Cette découverte tardive a entraîné, à partir des années 1980, une hausse spectaculaire des prix et, parallèlement, un problème massif de contrefaçon. Poussés par l'immense demande des collectionneurs occidentaux pour des terres cuites archéologiques de la culture malienne de Jenne-Jeno et de la culture nigériane de Nok, les potiers locaux d'Afrique de l'Ouest ont commencé à produire des contrefaçons de grande qualité pour le marché international. Les experts estiment que jusqu'à 80 % des terres cuites prétendument anciennes exportées à cette époque et vendues dans des maisons de vente aux enchères comme Sotheby's étaient des contrefaçons récentes ou des "pastiches" (assemblages de différents fragments authentiques).
La tradition dakakari étant restée vivante jusqu'au milieu du 20e siècle, la définition de critères d'authenticité sur le marché de l'art s'avère extrêmement complexe. Qu'est-ce qu'une pièce "authentiquement antique" du 19e siècle, qu'est-ce qu'un objet rituel légitime de la tradition vivante des années 1940, et qu'est-ce qu'une réplique d'atelier des années 1980, créée spécifiquement pour l'exportation ? L'expertise visuelle des fissures du bois de cœur (qui, dans le cas de la terre cuite, sont remplacées par des fissures de tension dans l'argile), des attaques de termites (qui ne concerneraient que les annexes en bois) ou de la patine appliquée artificiellement ne suffit pas pour ces matériaux poreux, car les faussaires enterraient souvent les objets dans un sol humide pendant des années pour simuler les intempéries.
La datation par thermoluminescence (datation TL) s'est donc imposée comme le critère principal absolu et irréfutable de la médecine légale. Seule la mesure physique de la dose de rayonnement stockée dans le réseau de quartz de l'argile depuis la dernière cuisson permet de déterminer l'âge exact.

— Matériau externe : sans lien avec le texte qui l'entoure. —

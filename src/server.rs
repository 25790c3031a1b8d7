extern crate pretty_bytes;
extern crate querystring;
extern crate serde_json;
extern crate std;
extern crate tiny_http;

use crate::map;
use crate::poller;
use crate::result;

const MAP_PAGE_TEMPLATE: &str = r#"<!DOCTYPE html>
<html>
<head>
<title>DLR live map</title>
<link rel="stylesheet" href="https://cdn.jsdelivr.net/npm/ol@v9.2.4/ol.css">
<script src="https://cdn.jsdelivr.net/npm/ol@v9.2.4/dist/ol.js"></script>
<style>body { margin: 0; }</style>
</head>
<body>
<div id="map" style="width: 100%; height: %HEIGHT_PX%px;"></div>
<script>
const trainLayer = new ol.layer.Vector({
  source: new ol.source.Vector(),
  style: new ol.style.Style({
    image: new ol.style.Icon({src: %ICON_URL%, scale: %ICON_SCALE%}),
  }),
});

const map = new ol.Map({
  target: 'map',
  layers: [new ol.layer.Tile({source: new ol.source.OSM({url: %TILE_URL%})}), trainLayer],
  view: new ol.View({center: [%CENTER_X%, %CENTER_Y%], zoom: %ZOOM%}),
});

let lastSequence = -1;

async function refreshMarkers() {
  try {
    const response = await fetch('/markers.json');
    const markerSet = await response.json();
    if (markerSet.sequence === lastSequence) {
      return;
    }
    lastSequence = markerSet.sequence;
    const features = markerSet.markers.map((m) => new ol.Feature({
      geometry: new ol.geom.Point([m.coordinate.x, m.coordinate.y]),
    }));
    trainLayer.getSource().clear();
    trainLayer.getSource().addFeatures(features);
  } catch (error) {
    console.log(error);
  }
}

refreshMarkers();
setInterval(refreshMarkers, %REFRESH_MS%);
</script>
</body>
</html>
"#;

pub struct ServerState {
    pub view: map::MapView,
    pub markers: map::SharedMarkerLayer,
    pub snapshot: poller::LatestSnapshot,
    pub refresh: std::time::Duration,
    pub local_png: Option<String>,
    pub log_dir: String,
}

#[derive(Debug)]
pub struct Reply {
    pub status: u16,
    pub content_type: &'static str,
    pub body: Vec<u8>,
}

impl Reply {
    fn ok(content_type: &'static str, body: Vec<u8>) -> Reply {
        return Reply{status: 200, content_type: content_type, body: body};
    }

    fn not_found() -> Reply {
        return Reply{
            status: 404,
            content_type: "text/html",
            body: "<h1>404</h1><p>Not found!<p>".as_bytes().to_vec(),
        };
    }
}

pub fn run_map_server(port: &str, state: ServerState) -> result::DlrMapResult<()> {
    let addr = format!("0.0.0.0:{}", port);
    let server = tiny_http::Server::http(&addr)
        .map_err(|err| result::make_error(&format!("Couldn't listen on {}: {}", addr, err)))?;

    info!("Running map HTTP server on port {}", port);

    for request in server.incoming_requests() {
        let reply = route(&state, request.method(), request.url());
        debug!("{} {} -> {}", request.method(), request.url(), reply.status);

        let content_type = tiny_http::Header::from_bytes(&b"Content-Type"[..], reply.content_type.as_bytes())
            .map_err(|_| result::make_error(&format!("Bad content type: {}", reply.content_type)))?;
        let response = tiny_http::Response::from_data(reply.body)
            .with_status_code(reply.status)
            .with_header(content_type);

        if let Err(err) = request.respond(response) {
            warn!("Error writing HTTP response: {}", err);
        }
    }

    return Ok(());
}

pub fn route(state: &ServerState, method: &tiny_http::Method, url: &str) -> Reply {
    let (path, query) = match url.find('?') {
        Some(i) => (&url[..i], &url[i + 1..]),
        None => (url, ""),
    };

    let reply = match (method, path) {
        (&tiny_http::Method::Get, "/") => Ok(map_page(state)),
        (&tiny_http::Method::Get, "/markers.json") => markers_json(state),
        (&tiny_http::Method::Get, "/snapshot.json") => snapshot_json(state),
        (&tiny_http::Method::Get, "/current_image") => Ok(current_image(state.local_png.as_ref().map(String::as_str))),
        (&tiny_http::Method::Get, "/logs") => log_listing(&state.log_dir),
        (&tiny_http::Method::Get, "/dumplog") => Ok(dump_log(&state.log_dir, query)),
        (_, _) => Ok(Reply::not_found()),
    };

    return match reply {
        Ok(reply) => reply,
        Err(err) => {
            error!("Error serving {}: {}", url, err);
            Reply{
                status: 500,
                content_type: "text/plain",
                body: format!("{}", err).into_bytes(),
            }
        }
    };
}

fn js_string(value: &str) -> String {
    // A JSON string literal is a valid JS string literal.
    return serde_json::Value::String(value.to_string()).to_string();
}

fn map_page(state: &ServerState) -> Reply {
    let center = state.view.center();
    let body = MAP_PAGE_TEMPLATE
        .replace("%HEIGHT_PX%", &state.view.height_px.to_string())
        .replace("%ICON_URL%", &js_string(&state.view.icon_url))
        .replace("%ICON_SCALE%", &state.view.icon_scale.to_string())
        .replace("%TILE_URL%", &js_string(&state.view.tile_url))
        .replace("%CENTER_X%", &center.x.to_string())
        .replace("%CENTER_Y%", &center.y.to_string())
        .replace("%ZOOM%", &state.view.zoom.to_string())
        .replace("%REFRESH_MS%", &state.refresh.as_millis().to_string());

    return Reply::ok("text/html; charset=utf-8", body.into_bytes());
}

fn markers_json(state: &ServerState) -> result::DlrMapResult<Reply> {
    let body = serde_json::to_vec(&state.markers.markers())?;
    return Ok(Reply::ok("application/json", body));
}

fn snapshot_json(state: &ServerState) -> result::DlrMapResult<Reply> {
    let body = match state.snapshot.get() {
        Some(snapshot) => serde_json::to_vec(&*snapshot)?,
        None => b"null".to_vec(),
    };
    return Ok(Reply::ok("application/json", body));
}

fn current_image(local_png: Option<&str>) -> Reply {
    return match local_png.map(std::fs::read) {
        Some(Ok(bytes)) => Reply::ok("image/png", bytes),
        _ => Reply::not_found(),
    };
}

fn which_log(query: &str) -> Option<String> {
    for (k, v) in querystring::querify(query) {
        if k == "log" && v.ends_with(".log") && !v.contains('/') && !v.contains("..") {
            return Some(v.to_string());
        }
    }

    return None;
}

fn dump_log(log_dir: &str, query: &str) -> Reply {
    let filename = match which_log(query) {
        Some(filename) => filename,
        None => return Reply::not_found(),
    };

    return match std::fs::read(std::path::Path::new(log_dir).join(filename)) {
        Ok(contents) => Reply::ok("text/plain; charset=utf-8", contents),
        Err(_) => Reply::not_found(),
    };
}

fn log_listing(log_dir: &str) -> result::DlrMapResult<Reply> {
    let mut body = format!("<html><body><h1>dlrmap</h1><div>Version {}</div>",
                           env!("CARGO_PKG_VERSION"));

    body.push_str("<div><h2>Log files</h2><ul>");
    let mut entries = vec![];
    for entry in std::fs::read_dir(log_dir)? {
        let entry = entry?;
        let filename = entry.file_name().to_string_lossy().to_string();
        if filename.ends_with(".log") {
            entries.push((filename, entry.metadata()?.len()));
        }
    }
    entries.sort();
    for (filename, len) in entries {
        body.push_str(&format!("<li><a href='/dumplog?log={}'>{}</a> [{}]</li>",
                               filename, filename, pretty_bytes::converter::convert(len as f64)));
    }
    body.push_str("</ul></div>");

    body.push_str("</body></html>");

    return Ok(Reply::ok("text/html; charset=utf-8", body.into_bytes()));
}

#[cfg(test)]
mod tests {
    use std::sync::Arc;

    use crate::map::MarkerLayer;
    use crate::position::{Coordinate, Marker, MarkerSet};

    fn state(log_dir: &str) -> super::ServerState {
        return super::ServerState{
            view: crate::map::MapView::london(),
            markers: crate::map::SharedMarkerLayer::new(),
            snapshot: crate::poller::LatestSnapshot::new(),
            refresh: std::time::Duration::from_secs(15),
            local_png: None,
            log_dir: log_dir.to_string(),
        };
    }

    fn get(state: &super::ServerState, url: &str) -> super::Reply {
        return super::route(state, &tiny_http::Method::Get, url);
    }

    fn scratch_dir(name: &str) -> std::path::PathBuf {
        let dir = std::env::temp_dir().join(format!("dlrmap-{}-{}", name, std::process::id()));
        std::fs::create_dir_all(&dir).expect("create scratch dir");
        return dir;
    }

    #[test]
    fn map_page_has_view_settings() {
        let reply = get(&state("."), "/");
        assert_eq!(200, reply.status);

        let page = String::from_utf8(reply.body).expect("utf8");
        assert!(page.contains("zoom: 10"));
        assert!(page.contains("height: 500px"));
        assert!(page.contains(r#"src: "https://github.com/dracos/underground-live-map/blob/master/i/pacmanS.png?raw=true", scale: 0.5"#));
        assert!(page.contains("setInterval(refreshMarkers, 15000)"));
        for placeholder in &["%HEIGHT_PX%", "%ICON_URL%", "%TILE_URL%", "%CENTER_X%", "%ZOOM%", "%REFRESH_MS%"] {
            assert!(!page.contains(placeholder), "{} left in page", placeholder);
        }
    }

    #[test]
    fn markers_json_follows_the_layer() {
        let mut state = state(".");
        let reply = get(&state, "/markers.json");
        let json: serde_json::Value = serde_json::from_slice(&reply.body).expect("json");
        assert_eq!(0, json["sequence"]);
        assert!(json["markers"].as_array().expect("markers").is_empty());

        state.markers.replace_all(&MarkerSet{
            sequence: 2,
            markers: vec![Marker{id: "a".to_string(), coordinate: Coordinate{x: 10000.0, y: -10.0}}],
        });

        let reply = get(&state, "/markers.json");
        assert_eq!("application/json", reply.content_type);
        let json: serde_json::Value = serde_json::from_slice(&reply.body).expect("json");
        assert_eq!(2, json["sequence"]);
        assert_eq!("a", json["markers"][0]["id"]);
        assert_eq!(10000.0, json["markers"][0]["coordinate"]["x"]);
        assert_eq!(-10.0, json["markers"][0]["coordinate"]["y"]);
    }

    #[test]
    fn snapshot_json_is_null_until_published() {
        let state = state(".");
        assert_eq!(b"null".to_vec(), get(&state, "/snapshot.json").body);

        state.snapshot.publish(Arc::new(crate::poller::Snapshot{
            sequence: 1,
            fetched_at: time::OffsetDateTime::UNIX_EPOCH,
            arrivals: crate::arrivals::parse_arrivals(
                &std::fs::read_to_string("testdata/dlr_arrivals.json").expect("read testdata"),
                chrono_tz::Europe::London).expect("parse"),
        }));

        let json: serde_json::Value = serde_json::from_slice(&get(&state, "/snapshot.json").body).expect("json");
        assert_eq!(4, json["arrivals"].as_array().expect("arrivals").len());
        assert_eq!("Canning Town DLR Station", json["arrivals"][0]["stationName"]);
        assert_eq!("03:03:09 PM", json["arrivals"][0]["timestamp"]);
    }

    #[test]
    fn current_image_needs_a_png() {
        let mut state = state(".");
        assert_eq!(404, get(&state, "/current_image").status);

        let dir = scratch_dir("image");
        let png = dir.join("map.png");
        crate::drawing::save_markers_png(&MarkerSet::empty(), png.to_str().expect("path")).expect("save png");
        state.local_png = Some(png.to_string_lossy().to_string());

        let reply = get(&state, "/current_image");
        assert_eq!(200, reply.status);
        assert_eq!("image/png", reply.content_type);
        assert_eq!(&[0x89, b'P', b'N', b'G'], &reply.body[..4]);
    }

    #[test]
    fn logs_are_listed_and_dumped() {
        let dir = scratch_dir("logs");
        std::fs::write(dir.join("dlrmap_r1.log"), "INFO poll ok\n").expect("write log");
        std::fs::write(dir.join("notes.txt"), "not a log").expect("write txt");
        let state = state(dir.to_str().expect("path"));

        let listing = String::from_utf8(get(&state, "/logs").body).expect("utf8");
        assert!(listing.contains("/dumplog?log=dlrmap_r1.log"));
        assert!(!listing.contains("notes.txt"));

        let dump = get(&state, "/dumplog?log=dlrmap_r1.log");
        assert_eq!(200, dump.status);
        assert_eq!(b"INFO poll ok\n".to_vec(), dump.body);

        assert_eq!(404, get(&state, "/dumplog?log=../etc/passwd.log").status);
        assert_eq!(404, get(&state, "/dumplog?log=notes.txt").status);
        assert_eq!(404, get(&state, "/dumplog").status);
    }

    #[test]
    fn unknown_routes_are_404() {
        let state = state(".");
        assert_eq!(404, get(&state, "/nope").status);
        assert_eq!(404, super::route(&state, &tiny_http::Method::Post, "/markers.json").status);
    }

    #[test]
    fn missing_log_dir_is_a_500() {
        let state = state("/definitely/not/a/dir");
        assert_eq!(500, get(&state, "/logs").status);
    }
}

Par exemple, une figurine de singe Dakakari provenant d'une galerie renommée fait explicitement référence à un test TL réalisé par le laboratoire Ralf Kotalla en 2006, qui atteste d'un âge de 400 ± 80 ans et date donc la pièce du 17e siècle (ce qui appuie à nouveau la théorie de la trans-réminiscence de Schaedler). Pour le collectionneur privé sérieux, la règle est aujourd'hui la suivante : la situation des sources pour la terre cuite africaine sans expertise TL certifiée d'accompagnement est en soi ambiguë et comporte un risque d'investissement incalculable. Néanmoins, les pièces funéraires authentiques et érodées des Dakakari - qui témoignent de la disparition d'un monde ancestral patrilinéaire - restent parmi les monuments les plus expressifs et les plus rares de l'histoire de l'art africain.